[Saved entries]
▬▬▬▬▬▬

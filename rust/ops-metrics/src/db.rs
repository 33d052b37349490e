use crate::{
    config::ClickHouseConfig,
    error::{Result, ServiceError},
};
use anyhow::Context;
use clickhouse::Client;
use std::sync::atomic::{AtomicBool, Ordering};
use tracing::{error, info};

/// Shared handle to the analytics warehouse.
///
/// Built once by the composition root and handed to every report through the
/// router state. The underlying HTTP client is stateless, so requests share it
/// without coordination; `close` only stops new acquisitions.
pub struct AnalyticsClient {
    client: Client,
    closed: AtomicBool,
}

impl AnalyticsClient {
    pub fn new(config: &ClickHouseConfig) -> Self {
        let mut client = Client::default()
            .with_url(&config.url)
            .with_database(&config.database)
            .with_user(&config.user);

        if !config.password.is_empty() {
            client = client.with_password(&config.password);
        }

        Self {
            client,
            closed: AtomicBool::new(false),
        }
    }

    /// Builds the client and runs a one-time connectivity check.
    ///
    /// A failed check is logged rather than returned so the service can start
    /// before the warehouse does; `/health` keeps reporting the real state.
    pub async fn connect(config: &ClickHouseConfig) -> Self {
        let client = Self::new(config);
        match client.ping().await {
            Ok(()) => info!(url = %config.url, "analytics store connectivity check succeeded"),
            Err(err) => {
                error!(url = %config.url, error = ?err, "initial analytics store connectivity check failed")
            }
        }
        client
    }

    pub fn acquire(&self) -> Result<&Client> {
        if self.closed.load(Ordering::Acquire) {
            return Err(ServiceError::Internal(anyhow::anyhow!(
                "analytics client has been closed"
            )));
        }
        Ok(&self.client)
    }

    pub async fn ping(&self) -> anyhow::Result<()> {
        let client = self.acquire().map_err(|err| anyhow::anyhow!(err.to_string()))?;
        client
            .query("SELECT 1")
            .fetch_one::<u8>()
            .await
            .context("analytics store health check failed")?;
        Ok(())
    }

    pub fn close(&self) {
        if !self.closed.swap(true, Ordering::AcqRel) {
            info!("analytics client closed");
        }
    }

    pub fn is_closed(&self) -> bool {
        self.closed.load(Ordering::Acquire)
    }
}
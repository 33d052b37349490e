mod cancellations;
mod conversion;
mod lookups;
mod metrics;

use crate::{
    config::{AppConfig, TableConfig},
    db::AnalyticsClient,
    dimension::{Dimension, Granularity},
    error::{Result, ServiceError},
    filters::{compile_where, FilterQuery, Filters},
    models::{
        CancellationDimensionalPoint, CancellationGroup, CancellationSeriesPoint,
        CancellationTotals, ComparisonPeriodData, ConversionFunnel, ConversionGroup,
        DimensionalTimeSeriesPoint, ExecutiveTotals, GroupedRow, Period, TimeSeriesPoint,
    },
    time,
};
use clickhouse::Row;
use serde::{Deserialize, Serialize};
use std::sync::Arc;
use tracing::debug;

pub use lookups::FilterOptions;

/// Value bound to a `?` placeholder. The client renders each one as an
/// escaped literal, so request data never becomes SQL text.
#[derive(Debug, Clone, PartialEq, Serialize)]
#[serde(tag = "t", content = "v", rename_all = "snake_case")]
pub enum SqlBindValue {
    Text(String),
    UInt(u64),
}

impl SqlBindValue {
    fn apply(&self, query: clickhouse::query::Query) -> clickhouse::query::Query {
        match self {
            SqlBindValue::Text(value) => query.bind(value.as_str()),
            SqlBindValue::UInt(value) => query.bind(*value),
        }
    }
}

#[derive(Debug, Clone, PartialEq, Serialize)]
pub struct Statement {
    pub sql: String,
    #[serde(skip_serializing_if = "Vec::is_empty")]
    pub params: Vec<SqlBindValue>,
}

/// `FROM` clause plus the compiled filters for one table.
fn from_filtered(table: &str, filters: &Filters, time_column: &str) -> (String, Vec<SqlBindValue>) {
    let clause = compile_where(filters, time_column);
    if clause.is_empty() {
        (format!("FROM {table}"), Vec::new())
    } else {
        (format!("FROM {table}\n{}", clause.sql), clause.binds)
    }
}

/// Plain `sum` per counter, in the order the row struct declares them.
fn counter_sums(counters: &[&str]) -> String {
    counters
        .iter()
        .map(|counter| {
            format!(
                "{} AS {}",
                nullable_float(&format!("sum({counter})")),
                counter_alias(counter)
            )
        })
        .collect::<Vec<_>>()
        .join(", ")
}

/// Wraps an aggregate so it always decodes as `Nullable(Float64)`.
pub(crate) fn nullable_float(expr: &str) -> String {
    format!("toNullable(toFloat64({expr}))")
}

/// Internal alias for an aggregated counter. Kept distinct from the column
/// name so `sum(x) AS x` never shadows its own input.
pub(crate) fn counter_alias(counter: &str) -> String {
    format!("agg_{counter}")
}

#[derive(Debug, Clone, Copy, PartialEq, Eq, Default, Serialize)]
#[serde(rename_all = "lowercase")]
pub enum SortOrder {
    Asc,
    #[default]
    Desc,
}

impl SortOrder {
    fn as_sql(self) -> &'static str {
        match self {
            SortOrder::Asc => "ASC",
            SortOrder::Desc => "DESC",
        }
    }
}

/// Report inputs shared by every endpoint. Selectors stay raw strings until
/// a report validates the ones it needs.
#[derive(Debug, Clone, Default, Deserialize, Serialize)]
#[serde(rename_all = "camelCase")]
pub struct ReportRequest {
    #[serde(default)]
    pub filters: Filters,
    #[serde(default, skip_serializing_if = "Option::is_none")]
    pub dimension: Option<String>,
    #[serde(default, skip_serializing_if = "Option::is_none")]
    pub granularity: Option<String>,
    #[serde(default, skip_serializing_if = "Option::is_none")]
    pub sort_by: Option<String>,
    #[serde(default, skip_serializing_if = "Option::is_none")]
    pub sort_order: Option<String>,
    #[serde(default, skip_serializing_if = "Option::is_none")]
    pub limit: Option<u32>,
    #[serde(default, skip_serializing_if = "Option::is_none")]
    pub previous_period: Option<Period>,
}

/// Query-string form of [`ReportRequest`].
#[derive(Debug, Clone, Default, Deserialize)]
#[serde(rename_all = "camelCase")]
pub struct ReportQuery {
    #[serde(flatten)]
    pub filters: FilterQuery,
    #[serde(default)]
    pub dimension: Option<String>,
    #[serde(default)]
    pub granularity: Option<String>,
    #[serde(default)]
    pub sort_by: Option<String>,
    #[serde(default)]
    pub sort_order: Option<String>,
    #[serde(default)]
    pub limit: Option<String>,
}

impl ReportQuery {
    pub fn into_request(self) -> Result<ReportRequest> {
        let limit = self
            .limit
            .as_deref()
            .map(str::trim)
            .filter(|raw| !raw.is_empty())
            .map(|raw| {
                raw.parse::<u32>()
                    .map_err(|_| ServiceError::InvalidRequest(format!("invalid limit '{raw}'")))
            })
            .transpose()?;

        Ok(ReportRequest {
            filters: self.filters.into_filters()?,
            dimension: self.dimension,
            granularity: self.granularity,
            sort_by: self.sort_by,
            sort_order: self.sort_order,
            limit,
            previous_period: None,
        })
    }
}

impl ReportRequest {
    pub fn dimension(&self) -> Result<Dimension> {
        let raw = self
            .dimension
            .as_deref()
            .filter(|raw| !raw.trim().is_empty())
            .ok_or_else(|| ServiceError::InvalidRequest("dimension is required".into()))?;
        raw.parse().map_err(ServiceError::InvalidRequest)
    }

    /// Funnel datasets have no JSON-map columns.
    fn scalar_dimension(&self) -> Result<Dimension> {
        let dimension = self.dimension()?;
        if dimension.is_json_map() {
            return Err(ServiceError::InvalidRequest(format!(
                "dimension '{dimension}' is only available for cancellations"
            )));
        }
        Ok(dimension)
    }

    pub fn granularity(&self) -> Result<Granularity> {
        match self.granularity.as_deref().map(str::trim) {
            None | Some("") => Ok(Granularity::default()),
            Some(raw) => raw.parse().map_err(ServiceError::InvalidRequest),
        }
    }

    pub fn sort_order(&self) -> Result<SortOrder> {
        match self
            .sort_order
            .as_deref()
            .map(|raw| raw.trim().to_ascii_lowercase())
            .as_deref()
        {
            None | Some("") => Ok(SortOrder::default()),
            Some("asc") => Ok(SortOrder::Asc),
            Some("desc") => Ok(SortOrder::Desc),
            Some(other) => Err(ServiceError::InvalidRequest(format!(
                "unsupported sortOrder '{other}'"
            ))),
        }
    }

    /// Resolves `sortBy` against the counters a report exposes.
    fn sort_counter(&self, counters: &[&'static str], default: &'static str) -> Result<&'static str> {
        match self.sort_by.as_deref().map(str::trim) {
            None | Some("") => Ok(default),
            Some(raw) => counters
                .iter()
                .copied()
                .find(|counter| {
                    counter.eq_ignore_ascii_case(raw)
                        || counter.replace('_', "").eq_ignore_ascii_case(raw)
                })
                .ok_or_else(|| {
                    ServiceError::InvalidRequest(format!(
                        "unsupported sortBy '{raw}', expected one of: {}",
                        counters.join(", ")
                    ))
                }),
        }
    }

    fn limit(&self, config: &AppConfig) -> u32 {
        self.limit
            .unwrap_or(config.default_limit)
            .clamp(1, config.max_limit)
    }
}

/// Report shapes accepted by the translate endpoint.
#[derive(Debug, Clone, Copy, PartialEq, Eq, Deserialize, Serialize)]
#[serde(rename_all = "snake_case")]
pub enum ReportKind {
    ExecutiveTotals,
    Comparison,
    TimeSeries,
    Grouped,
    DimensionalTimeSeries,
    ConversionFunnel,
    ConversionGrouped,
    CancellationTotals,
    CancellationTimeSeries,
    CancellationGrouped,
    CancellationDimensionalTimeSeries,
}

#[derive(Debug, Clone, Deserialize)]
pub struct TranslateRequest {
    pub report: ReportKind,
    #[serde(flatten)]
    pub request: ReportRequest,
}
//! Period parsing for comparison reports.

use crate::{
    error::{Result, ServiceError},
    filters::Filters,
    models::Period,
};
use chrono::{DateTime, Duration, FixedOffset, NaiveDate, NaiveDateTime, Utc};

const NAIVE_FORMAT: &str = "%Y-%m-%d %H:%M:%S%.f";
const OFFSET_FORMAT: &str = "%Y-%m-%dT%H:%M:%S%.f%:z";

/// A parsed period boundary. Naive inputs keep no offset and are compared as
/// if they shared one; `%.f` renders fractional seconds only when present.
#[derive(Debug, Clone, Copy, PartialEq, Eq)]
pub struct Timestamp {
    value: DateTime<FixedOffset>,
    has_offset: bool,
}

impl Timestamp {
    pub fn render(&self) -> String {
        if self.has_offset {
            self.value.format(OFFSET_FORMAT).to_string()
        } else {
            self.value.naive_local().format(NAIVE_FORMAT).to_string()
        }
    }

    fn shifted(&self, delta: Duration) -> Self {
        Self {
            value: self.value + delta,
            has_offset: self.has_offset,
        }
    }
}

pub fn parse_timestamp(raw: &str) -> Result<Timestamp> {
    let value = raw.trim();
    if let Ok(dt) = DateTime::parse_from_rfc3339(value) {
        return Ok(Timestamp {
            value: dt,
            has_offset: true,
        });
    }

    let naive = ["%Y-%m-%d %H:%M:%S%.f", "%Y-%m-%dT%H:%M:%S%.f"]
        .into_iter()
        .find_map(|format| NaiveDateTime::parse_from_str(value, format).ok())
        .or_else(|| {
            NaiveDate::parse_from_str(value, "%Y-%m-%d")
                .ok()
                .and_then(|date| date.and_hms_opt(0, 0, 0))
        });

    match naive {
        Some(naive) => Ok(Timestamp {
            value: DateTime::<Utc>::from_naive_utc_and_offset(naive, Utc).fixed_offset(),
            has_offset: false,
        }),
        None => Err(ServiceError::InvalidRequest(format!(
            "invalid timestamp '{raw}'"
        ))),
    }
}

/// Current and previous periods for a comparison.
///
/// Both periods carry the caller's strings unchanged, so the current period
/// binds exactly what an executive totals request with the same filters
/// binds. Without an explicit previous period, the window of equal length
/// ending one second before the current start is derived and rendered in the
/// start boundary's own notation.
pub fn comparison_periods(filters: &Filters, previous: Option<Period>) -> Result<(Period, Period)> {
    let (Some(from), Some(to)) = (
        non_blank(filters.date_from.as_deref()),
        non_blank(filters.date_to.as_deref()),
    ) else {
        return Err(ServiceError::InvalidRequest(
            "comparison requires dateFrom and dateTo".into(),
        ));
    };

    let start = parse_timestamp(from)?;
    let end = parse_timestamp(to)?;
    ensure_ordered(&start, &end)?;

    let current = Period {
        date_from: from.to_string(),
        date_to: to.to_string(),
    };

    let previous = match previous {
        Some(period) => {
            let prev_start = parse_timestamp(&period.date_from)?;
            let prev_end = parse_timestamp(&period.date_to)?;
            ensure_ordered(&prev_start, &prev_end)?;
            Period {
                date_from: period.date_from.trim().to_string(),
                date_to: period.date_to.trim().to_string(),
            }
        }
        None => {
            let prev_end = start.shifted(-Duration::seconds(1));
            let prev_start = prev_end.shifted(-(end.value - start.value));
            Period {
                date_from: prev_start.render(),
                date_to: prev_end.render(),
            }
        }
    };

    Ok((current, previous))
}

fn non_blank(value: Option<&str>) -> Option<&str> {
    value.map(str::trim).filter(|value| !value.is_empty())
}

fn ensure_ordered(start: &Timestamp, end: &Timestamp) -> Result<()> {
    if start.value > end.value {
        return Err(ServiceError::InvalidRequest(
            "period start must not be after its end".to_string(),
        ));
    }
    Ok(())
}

▬▬▬▬▬▬

**The task**
Beginning at the first line above, repeat exactly until the line containing "pub fn close(&self)", which is included.

**Response for this exercise**
filename rust/ops-metrics/src/db.rs
repository 33d052b37349490e
use crate::{
    config::ClickHouseConfig,
    error::{Result, ServiceError},
};
use anyhow::Context;
use clickhouse::Client;
use std::sync::atomic::{AtomicBool, Ordering};
use tracing::{error, info};

/// Shared handle to the analytics warehouse.
///
/// Built once by the composition root and handed to every report through the
/// router state. The underlying HTTP client is stateless, so requests share it
/// without coordination; `close` only stops new acquisitions.
pub struct AnalyticsClient {
    client: Client,
    closed: AtomicBool,
}

impl AnalyticsClient {
    pub fn new(config: &ClickHouseConfig) -> Self {
        let mut client = Client::default()
            .with_url(&config.url)
            .with_database(&config.database)
            .with_user(&config.user);

        if !config.password.is_empty() {
            client = client.with_password(&config.password);
        }

        Self {
            client,
            closed: AtomicBool::new(false),
        }
    }

    /// Builds the client and runs a one-time connectivity check.
    ///
    /// A failed check is logged rather than returned so the service can start
    /// before the warehouse does; `/health` keeps reporting the real state.
    pub async fn connect(config: &ClickHouseConfig) -> Self {
        let client = Self::new(config);
        match client.ping().await {
            Ok(()) => info!(url = %config.url, "analytics store connectivity check succeeded"),
            Err(err) => {
                error!(url = %config.url, error = ?err, "initial analytics store connectivity check failed")
            }
        }
        client
    }

    pub fn acquire(&self) -> Result<&Client> {
        if self.closed.load(Ordering::Acquire) {
            return Err(ServiceError::Internal(anyhow::anyhow!(
                "analytics client has been closed"
            )));
        }
        Ok(&self.client)
    }

    pub async fn ping(&self) -> anyhow::Result<()> {
        let client = self.acquire().map_err(|err| anyhow::anyhow!(err.to_string()))?;
        client
            .query("SELECT 1")
            .fetch_one::<u8>()
            .await
            .context("analytics store health check failed")?;
        Ok(())
    }

    pub fn close(&self) {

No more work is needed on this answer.